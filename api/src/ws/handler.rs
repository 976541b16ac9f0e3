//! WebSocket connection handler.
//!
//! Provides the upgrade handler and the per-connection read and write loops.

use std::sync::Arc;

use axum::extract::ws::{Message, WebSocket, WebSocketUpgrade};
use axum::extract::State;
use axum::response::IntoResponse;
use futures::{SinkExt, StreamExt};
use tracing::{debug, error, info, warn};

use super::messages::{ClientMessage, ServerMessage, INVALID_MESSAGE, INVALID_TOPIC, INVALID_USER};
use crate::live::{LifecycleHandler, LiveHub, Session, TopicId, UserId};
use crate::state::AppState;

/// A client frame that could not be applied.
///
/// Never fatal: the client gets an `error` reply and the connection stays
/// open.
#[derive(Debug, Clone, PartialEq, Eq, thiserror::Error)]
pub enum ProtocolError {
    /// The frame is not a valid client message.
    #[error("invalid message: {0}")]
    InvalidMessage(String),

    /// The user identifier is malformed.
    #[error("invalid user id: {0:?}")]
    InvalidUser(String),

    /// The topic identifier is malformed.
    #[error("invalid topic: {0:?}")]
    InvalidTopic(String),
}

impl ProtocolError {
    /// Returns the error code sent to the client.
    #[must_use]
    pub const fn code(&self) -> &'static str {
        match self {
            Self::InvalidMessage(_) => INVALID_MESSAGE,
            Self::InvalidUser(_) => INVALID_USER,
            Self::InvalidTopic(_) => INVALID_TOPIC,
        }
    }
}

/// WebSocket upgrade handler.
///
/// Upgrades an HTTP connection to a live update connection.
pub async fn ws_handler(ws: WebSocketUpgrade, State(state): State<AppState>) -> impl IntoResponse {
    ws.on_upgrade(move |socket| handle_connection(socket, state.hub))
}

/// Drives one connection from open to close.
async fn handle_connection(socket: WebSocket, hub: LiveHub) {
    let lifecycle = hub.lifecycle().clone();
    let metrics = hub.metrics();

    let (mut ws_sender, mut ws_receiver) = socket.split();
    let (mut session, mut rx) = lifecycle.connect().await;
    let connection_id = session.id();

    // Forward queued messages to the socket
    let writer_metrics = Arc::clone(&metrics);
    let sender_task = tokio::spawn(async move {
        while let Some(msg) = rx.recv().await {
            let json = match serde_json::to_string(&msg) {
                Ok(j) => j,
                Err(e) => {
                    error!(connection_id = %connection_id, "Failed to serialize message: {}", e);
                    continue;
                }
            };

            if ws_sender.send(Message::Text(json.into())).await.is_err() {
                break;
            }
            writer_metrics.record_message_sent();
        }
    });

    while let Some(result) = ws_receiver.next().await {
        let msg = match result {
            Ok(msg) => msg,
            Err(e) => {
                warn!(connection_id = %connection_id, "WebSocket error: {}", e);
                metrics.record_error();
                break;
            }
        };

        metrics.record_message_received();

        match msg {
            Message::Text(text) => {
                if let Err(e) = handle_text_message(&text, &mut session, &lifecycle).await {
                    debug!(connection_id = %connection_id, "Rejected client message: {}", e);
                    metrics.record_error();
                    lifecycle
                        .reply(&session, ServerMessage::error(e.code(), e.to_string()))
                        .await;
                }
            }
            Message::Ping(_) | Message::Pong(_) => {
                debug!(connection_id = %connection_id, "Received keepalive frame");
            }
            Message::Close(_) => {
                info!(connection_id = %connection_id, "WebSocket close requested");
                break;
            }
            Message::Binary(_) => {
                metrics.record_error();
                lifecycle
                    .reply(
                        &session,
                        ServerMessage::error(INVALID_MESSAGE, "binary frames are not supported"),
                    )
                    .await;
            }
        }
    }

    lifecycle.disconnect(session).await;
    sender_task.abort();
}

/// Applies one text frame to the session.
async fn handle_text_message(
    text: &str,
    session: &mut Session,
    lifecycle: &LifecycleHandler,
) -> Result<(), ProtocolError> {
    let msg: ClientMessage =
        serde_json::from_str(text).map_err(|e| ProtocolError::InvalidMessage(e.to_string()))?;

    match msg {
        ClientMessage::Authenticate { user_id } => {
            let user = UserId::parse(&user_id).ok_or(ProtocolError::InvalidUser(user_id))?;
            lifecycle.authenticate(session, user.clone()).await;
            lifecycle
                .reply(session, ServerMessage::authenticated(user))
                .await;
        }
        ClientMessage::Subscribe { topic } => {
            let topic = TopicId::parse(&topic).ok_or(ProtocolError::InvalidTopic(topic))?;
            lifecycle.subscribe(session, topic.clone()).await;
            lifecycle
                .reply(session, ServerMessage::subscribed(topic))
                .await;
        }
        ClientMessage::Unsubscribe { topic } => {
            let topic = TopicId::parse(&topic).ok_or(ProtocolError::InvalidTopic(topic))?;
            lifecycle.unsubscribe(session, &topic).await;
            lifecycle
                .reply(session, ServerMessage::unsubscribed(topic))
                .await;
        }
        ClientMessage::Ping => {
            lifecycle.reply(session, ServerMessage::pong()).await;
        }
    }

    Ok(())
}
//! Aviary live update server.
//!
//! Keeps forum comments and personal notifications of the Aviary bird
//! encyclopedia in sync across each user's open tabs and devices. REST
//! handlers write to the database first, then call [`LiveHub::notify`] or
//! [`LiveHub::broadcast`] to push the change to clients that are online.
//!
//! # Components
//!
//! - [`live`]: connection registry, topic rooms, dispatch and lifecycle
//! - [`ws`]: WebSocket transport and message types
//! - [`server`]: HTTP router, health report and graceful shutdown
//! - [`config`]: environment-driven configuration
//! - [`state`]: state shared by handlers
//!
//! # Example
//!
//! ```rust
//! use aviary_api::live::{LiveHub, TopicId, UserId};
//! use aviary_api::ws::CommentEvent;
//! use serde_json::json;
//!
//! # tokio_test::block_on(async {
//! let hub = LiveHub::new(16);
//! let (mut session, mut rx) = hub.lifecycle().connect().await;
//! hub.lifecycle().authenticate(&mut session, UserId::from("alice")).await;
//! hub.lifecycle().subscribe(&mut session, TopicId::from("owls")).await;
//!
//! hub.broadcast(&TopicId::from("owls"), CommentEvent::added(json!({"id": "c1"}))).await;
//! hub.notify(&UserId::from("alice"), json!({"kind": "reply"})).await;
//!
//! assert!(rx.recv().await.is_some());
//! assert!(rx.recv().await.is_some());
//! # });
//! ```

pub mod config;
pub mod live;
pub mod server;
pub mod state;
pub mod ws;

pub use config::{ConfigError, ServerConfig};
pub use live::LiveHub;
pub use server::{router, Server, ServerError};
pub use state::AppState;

* [YOUR OBJECTIVE]: Copy the records above exactly, from the first line through the line containing "use axum::response::IntoResponse;", and include nothing else.

* [WRITTEN RESPONSE]:
filename api/src/ws/handler.rs
repository 976541b16ac9f0e3
//! WebSocket connection handler.
//!
//! Provides the upgrade handler and the per-connection read and write loops.

use std::sync::Arc;

use axum::extract::ws::{Message, WebSocket, WebSocketUpgrade};
use axum::extract::State;
use axum::response::IntoResponse;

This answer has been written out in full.